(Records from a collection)
------------------------------

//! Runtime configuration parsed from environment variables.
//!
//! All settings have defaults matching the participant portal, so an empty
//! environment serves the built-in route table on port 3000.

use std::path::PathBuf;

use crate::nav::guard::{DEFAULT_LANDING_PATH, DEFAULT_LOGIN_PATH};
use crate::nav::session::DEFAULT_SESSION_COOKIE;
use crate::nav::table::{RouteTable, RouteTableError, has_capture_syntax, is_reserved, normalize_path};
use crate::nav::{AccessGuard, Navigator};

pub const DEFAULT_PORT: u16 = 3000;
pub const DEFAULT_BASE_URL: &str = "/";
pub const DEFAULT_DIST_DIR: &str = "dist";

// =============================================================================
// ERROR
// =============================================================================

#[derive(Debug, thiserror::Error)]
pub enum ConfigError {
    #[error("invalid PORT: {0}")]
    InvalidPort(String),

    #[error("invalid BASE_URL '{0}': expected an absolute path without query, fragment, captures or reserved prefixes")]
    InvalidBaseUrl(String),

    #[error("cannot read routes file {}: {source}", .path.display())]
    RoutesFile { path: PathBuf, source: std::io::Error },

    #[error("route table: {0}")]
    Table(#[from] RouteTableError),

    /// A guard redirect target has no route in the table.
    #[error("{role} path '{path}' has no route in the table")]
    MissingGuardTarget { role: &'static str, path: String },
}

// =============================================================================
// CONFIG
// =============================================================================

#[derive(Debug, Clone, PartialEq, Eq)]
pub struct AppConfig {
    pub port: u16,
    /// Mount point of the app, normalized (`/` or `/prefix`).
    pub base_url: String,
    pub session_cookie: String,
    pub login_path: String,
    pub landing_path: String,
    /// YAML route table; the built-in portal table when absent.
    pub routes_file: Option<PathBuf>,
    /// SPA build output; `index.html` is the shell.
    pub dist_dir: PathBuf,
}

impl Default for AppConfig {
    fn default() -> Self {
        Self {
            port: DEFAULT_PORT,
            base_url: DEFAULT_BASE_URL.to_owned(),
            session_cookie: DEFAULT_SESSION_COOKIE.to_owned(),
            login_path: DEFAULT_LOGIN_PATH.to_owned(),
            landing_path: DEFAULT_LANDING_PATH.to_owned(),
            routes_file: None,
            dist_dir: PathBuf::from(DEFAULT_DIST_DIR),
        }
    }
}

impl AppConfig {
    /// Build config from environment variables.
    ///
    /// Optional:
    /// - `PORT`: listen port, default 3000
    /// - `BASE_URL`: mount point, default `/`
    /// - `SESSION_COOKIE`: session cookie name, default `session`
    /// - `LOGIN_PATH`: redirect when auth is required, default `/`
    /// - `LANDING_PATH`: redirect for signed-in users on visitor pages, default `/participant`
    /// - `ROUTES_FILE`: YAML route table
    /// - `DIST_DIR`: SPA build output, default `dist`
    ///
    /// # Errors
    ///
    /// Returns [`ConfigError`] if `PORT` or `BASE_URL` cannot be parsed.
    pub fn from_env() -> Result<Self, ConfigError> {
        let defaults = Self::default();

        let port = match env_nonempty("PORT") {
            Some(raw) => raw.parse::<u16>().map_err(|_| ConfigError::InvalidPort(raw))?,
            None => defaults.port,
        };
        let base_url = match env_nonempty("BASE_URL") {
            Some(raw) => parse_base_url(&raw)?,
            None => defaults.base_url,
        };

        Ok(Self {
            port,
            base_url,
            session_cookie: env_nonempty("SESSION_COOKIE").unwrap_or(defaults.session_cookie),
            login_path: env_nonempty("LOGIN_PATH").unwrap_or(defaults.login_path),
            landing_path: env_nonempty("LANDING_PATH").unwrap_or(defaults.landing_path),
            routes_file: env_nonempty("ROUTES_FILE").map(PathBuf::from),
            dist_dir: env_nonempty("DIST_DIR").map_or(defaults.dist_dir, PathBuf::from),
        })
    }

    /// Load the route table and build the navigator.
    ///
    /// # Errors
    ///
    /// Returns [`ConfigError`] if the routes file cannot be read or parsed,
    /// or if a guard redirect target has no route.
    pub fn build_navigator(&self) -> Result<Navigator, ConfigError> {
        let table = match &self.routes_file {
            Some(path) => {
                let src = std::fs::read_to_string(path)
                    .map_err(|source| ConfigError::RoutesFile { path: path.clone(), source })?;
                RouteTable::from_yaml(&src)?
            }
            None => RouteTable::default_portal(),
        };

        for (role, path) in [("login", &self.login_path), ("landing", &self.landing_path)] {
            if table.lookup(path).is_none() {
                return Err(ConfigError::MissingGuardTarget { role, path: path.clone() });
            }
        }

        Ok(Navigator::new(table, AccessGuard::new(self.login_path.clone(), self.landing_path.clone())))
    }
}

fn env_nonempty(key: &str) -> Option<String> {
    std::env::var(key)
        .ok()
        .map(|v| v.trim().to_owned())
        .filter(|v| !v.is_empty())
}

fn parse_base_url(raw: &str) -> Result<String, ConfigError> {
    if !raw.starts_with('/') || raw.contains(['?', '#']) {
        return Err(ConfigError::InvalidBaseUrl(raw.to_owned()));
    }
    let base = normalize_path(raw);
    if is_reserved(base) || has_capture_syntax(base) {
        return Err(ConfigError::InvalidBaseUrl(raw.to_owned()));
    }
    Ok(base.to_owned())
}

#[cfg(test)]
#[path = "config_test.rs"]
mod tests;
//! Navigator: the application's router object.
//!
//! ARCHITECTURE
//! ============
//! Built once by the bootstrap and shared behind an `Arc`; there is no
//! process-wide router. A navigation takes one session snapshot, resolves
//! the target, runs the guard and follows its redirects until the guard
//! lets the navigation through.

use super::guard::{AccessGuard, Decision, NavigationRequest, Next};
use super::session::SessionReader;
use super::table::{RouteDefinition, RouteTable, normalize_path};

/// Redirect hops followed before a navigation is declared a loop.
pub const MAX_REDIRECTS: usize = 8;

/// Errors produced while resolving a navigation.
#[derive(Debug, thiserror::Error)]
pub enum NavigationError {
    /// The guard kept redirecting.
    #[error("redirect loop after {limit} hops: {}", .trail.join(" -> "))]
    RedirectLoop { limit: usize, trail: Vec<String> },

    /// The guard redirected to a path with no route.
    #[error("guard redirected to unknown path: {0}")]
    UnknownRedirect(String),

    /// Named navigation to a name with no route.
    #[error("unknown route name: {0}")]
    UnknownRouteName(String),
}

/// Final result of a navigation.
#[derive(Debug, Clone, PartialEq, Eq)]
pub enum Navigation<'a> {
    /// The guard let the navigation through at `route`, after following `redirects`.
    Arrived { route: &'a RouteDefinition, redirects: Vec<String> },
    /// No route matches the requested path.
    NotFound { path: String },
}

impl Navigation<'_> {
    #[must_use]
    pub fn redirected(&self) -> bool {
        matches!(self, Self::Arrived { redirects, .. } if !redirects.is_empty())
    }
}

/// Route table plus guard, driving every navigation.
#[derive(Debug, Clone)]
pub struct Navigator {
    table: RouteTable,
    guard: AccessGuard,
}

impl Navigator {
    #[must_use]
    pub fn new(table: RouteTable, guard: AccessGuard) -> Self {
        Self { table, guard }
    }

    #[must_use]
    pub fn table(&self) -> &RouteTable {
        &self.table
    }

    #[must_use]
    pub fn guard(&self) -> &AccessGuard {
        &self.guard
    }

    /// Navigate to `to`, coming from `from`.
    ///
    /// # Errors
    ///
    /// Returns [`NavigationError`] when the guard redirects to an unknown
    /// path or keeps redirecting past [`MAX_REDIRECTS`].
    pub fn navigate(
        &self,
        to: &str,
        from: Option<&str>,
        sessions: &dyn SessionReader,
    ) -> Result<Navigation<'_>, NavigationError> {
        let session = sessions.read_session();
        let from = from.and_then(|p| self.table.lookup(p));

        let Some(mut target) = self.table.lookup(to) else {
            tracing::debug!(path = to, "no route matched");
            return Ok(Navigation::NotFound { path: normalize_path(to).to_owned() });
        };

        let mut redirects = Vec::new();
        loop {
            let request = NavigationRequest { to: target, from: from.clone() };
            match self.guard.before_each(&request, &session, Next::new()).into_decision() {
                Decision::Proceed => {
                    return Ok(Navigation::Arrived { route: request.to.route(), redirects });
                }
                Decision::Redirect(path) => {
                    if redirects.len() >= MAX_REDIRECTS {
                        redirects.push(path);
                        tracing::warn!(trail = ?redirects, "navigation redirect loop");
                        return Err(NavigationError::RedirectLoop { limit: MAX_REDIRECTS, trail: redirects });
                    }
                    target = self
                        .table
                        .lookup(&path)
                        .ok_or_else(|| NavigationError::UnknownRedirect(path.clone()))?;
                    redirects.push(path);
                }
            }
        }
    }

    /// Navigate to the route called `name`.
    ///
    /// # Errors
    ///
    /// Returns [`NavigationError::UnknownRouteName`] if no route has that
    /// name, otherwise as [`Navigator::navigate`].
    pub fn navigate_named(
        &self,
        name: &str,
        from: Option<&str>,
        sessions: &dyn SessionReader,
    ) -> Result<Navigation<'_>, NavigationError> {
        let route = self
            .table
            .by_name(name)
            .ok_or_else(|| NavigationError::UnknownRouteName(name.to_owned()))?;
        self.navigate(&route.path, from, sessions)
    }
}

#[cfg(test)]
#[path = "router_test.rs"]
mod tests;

------------------------------

▸ **THE TASK**
Return only the lines between the one holding "there is no" and the one holding "guard kept redirecting.", inclusive, exactly as they appear above.

▸ **RESPONSE**
//! Built once by the bootstrap and shared behind an `Arc`; there is no
//! process-wide router. A navigation takes one session snapshot, resolves
//! the target, runs the guard and follows its redirects until the guard
//! lets the navigation through.

use super::guard::{AccessGuard, Decision, NavigationRequest, Next};
use super::session::SessionReader;
use super::table::{RouteDefinition, RouteTable, normalize_path};

/// Redirect hops followed before a navigation is declared a loop.
pub const MAX_REDIRECTS: usize = 8;

/// Errors produced while resolving a navigation.
#[derive(Debug, thiserror::Error)]
pub enum NavigationError {
    /// The guard kept redirecting.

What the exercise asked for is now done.